Among registered nurses, men made an average of $61,898 a year, compared with $55,159 for women. Among licensed practical and licensed vocational nurses, men earned $40,216 while women earned $34,935.
Bayne said while the disparity on the national level was distressing, she doubted it applied in the Spokane area, where contracts between large health care organizations and unions would prevent it.
‘There all the time’
Nursing had significant male representation until the 1800s because of the early association between nursing and the military and religious orders, the report said.
But men’s representation in the field declined in the 1900s as “reformed” nursing – founded by Florence Nightingale – spread quickly.
“The inherent assumption underpinning this new nursing was that it was ‘natural’ for nursing to be performed by females,” researcher Carolyn Mackintosh wrote in a historical study of men in nursing published in the Journal of Advanced Nursing. For Wright, and other men in the field, it seems natural to want to help people.

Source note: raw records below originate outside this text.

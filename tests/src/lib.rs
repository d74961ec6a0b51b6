//! # Quantum-Chain Test Suite
//!
//! Unified test crate containing:
//!
//! ## Structure
//!
//! ```text
//! tests/
//! ├── benches/          # Criterion benchmarks
//! │   └── slasher_benchmarks.rs
//! └── src/
//!     ├── fixtures.rs   # Deterministic validators, forks and signed votes
//!     └── integration/  # End-to-end pipeline flows
//! ```
//!
//! ## Running Tests
//!
//! ```bash
//! # All tests
//! cargo test -p qc-tests
//!
//! # By category
//! cargo test -p qc-tests integration::
//!
//! # Benchmarks
//! cargo bench -p qc-tests
//! ```

#![allow(dead_code)]

pub mod fixtures;
pub mod integration;
//! Driving Ports (API - Inbound)

use crate::domain::{AttesterSlashing, IndexedAttestation, RawAttestation, SignedBlockHeader};
use crate::error::{PipelineStage, SlasherError, SlasherResult};
use async_trait::async_trait;
use shared_types::ValidatorIndex;
use tokio_util::sync::CancellationToken;
use uuid::Uuid;

/// Correlation ID for tracing a submission through logs
pub type CorrelationId = Uuid;

/// Per-call context: identity for logs and a cancellation signal.
#[derive(Clone, Debug)]
pub struct OperationContext {
    pub correlation_id: CorrelationId,
    pub cancel: CancellationToken,
}

impl OperationContext {
    pub fn new() -> Self {
        Self::with_token(CancellationToken::new())
    }

    /// Context bound to an existing token, e.g. a child of a request scope.
    pub fn with_token(cancel: CancellationToken) -> Self {
        Self {
            correlation_id: Uuid::new_v4(),
            cancel,
        }
    }

    pub fn is_cancelled(&self) -> bool {
        self.cancel.is_cancelled()
    }
}

impl Default for OperationContext {
    fn default() -> Self {
        Self::new()
    }
}

/// Outcome of a successful submission.
#[derive(Clone, Debug)]
pub struct SlashingResponse {
    /// Slashings proven by the submitted attestation
    pub attester_slashings: Vec<AttesterSlashing>,
    /// Set when span bookkeeping failed after an otherwise clean run
    pub span_update_error: Option<SlasherError>,
    /// Last stage the submission completed
    pub reached: PipelineStage,
}

impl SlashingResponse {
    pub fn is_slashable(&self) -> bool {
        !self.attester_slashings.is_empty()
    }
}

/// Primary Slasher API
///
/// Each call runs one attestation through validation, signature
/// verification, persistence and detection. Calls are independent and may
/// run concurrently.
#[async_trait]
pub trait SlasherApi: Send + Sync {
    /// Check an already-indexed attestation for slashable offences.
    async fn submit_indexed_attestation(
        &self,
        ctx: &OperationContext,
        attestation: IndexedAttestation,
    ) -> SlasherResult<SlashingResponse>;

    /// Index a committee vote against `committee`, then run the same
    /// pipeline as `submit_indexed_attestation`.
    async fn submit_attestation(
        &self,
        ctx: &OperationContext,
        attestation: RawAttestation,
        committee: &[ValidatorIndex],
    ) -> SlasherResult<SlashingResponse>;

    /// Check a block header for double proposals.
    async fn is_slashable_block(
        &self,
        ctx: &OperationContext,
        header: SignedBlockHeader,
    ) -> SlasherResult<SlashingResponse>;
}
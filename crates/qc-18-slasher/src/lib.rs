//! # Slasher Subsystem (QC-18)
//!
//! Turns attestations into verified, persisted evidence and reports any
//! attester slashings they prove.
//!
//! ## Architecture
//!
//! This subsystem follows hexagonal architecture:
//! - **Domain Layer** (`domain/`): Indexing, canonical-form checks, signing
//!   roots and BLS verification. Pure, no I/O
//! - **Ports Layer** (`ports/`): Inbound API and outbound collaborator traits
//! - **Service Layer** (`service.rs`): The slashing report pipeline
//! - **Adapters Layer** (`adapters/`): In-memory collaborators
//!
//! ## Security Notes
//!
//! - **Verify Before Write**: Nothing is persisted until the aggregate
//!   signature has verified against the resolved keys
//! - **Reject, Never Repair**: Unsorted or duplicated attesting indices are
//!   refused, not normalised
//! - **Proof of Possession**: Signatures are checked against the Ethereum
//!   PoP ciphersuite with subgroup checks on every point

pub mod adapters;
pub mod config;
pub mod domain;
pub mod error;
pub mod metrics;
pub mod ports;
pub mod service;

// Re-export public API
pub use adapters::{
    InMemoryAttestationStore, InMemoryKeystore, InMemorySlashingDetector, StaticForkSchedule,
};
pub use config::{ConfigError, SlasherConfig, MAX_VALIDATORS_PER_COMMITTEE};
pub use domain::bitfield::{AggregationBitfield, BitfieldError};
pub use domain::bls::{aggregate_signatures, verify_aggregate, EmptyAttesterPolicy, DST};
pub use domain::canonical::{validate_attesting_indices, validate_indexed_attestation};
pub use domain::entities::{
    AttesterSlashing, BlsPublicKey, BlsSignature, IndexedAttestation, RawAttestation,
    SignedBlockHeader,
};
pub use domain::indexing::{attesting_indices, convert_to_indexed};
pub use domain::signing::{
    compute_domain, compute_fork_data_root, compute_signing_root, DOMAIN_BEACON_ATTESTER,
};
pub use domain::verify::IndexedAttestationVerifier;
pub use error::{PipelineStage, SlasherError, SlasherResult};
pub use metrics::NoopMetrics;
#[cfg(feature = "metrics")]
pub use metrics::PrometheusMetrics;
pub use ports::inbound::{CorrelationId, OperationContext, SlasherApi, SlashingResponse};
pub use ports::outbound::{
    AttestationStore, DetectorError, ForkProvider, Keystore, KeystoreError, ProviderError,
    SlasherMetrics, SlashingDetector, StoreError,
};
pub use service::SlasherService;
//! Cross-component flows through the slashing report pipeline.
//! # Attestation Indexing
//!
//! Converts committee-relative votes into global validator indices.

use super::bitfield::AggregationBitfield;
use super::entities::{IndexedAttestation, RawAttestation};
use shared_types::ValidatorIndex;

/// Global validator indices for the set bits of `bits`.
///
/// Output follows bit position, so it is only sorted when the committee
/// is. Set bits at or beyond `committee.len()` are ignored.
pub fn attesting_indices(
    bits: &AggregationBitfield,
    committee: &[ValidatorIndex],
) -> Vec<ValidatorIndex> {
    let mut indices = Vec::with_capacity(bits.count_ones().min(committee.len()));
    for position in bits.set_positions() {
        if let Some(&index) = committee.get(position) {
            indices.push(index);
        }
    }
    indices
}

/// Build the indexed form of `attestation` for the given committee.
///
/// Indices are sorted but not de-duplicated: a committee listing the same
/// validator twice produces a list that fails canonical validation.
pub fn convert_to_indexed(
    attestation: &RawAttestation,
    committee: &[ValidatorIndex],
) -> IndexedAttestation {
    let mut indices = attesting_indices(&attestation.aggregation_bits, committee);
    indices.sort_unstable();

    IndexedAttestation {
        attesting_indices: indices,
        data: Some(attestation.data.clone()),
        signature: attestation.signature.clone(),
    }
}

Wright said his military experience helped guide his career choice, as he saw fellow airmen struggle to return to family life and the military as a whole struggle with post-traumatic stress disorder and suicides among veterans. He wants to be a psychiatric nurse.
While a doctor may focus on a patient’s illness and how to cure it, a nurse is more likely to also consider the patient’s family or other support system, spiritual life, socioeconomic status, diet, housing situation – the whole person, Wright said. The chance to help sick people get their lives back appeals to him.
“I see on the floors that a doctor can come in and spend 15 minutes with patients,” Wright said. “They seem focused on efficiency. The nurses are there all the time. I really want to get to know the people.”
Townsend said a neighbor and childhood mentor was a male nurse who was empathetic and caring, qualities that resonated with him.
“I knew a lot of male nurses growing up. I must have known all six of them in Spokane,” he joked. “There wasn’t a reason I wouldn’t want to become a male nurse. I had role models.”
He was surprised that he was one of only about four men to graduate with their cadre of 50 from WSU’s nursing school in 1999. Still, he said: “It felt like I was going to nursing school, not female school.”
A growing body of research has found that patients believe receiving primary care and having a usual source of care is more important than who provides it, according to a policy brief published in October in the journal Health Affairs.
But in some cases, Townsend said, people feel more comfortable discussing sensitive health issues with someone who’s the same gender – a good reason, he said, for the profession to try to boost male participation.
“If you have prostate cancer and you’re being treated for that,” Townsend said, “there might be a tendency to feel more comfortable talking about the symptoms of treatment with a male nurse than they would be with a female nurse.”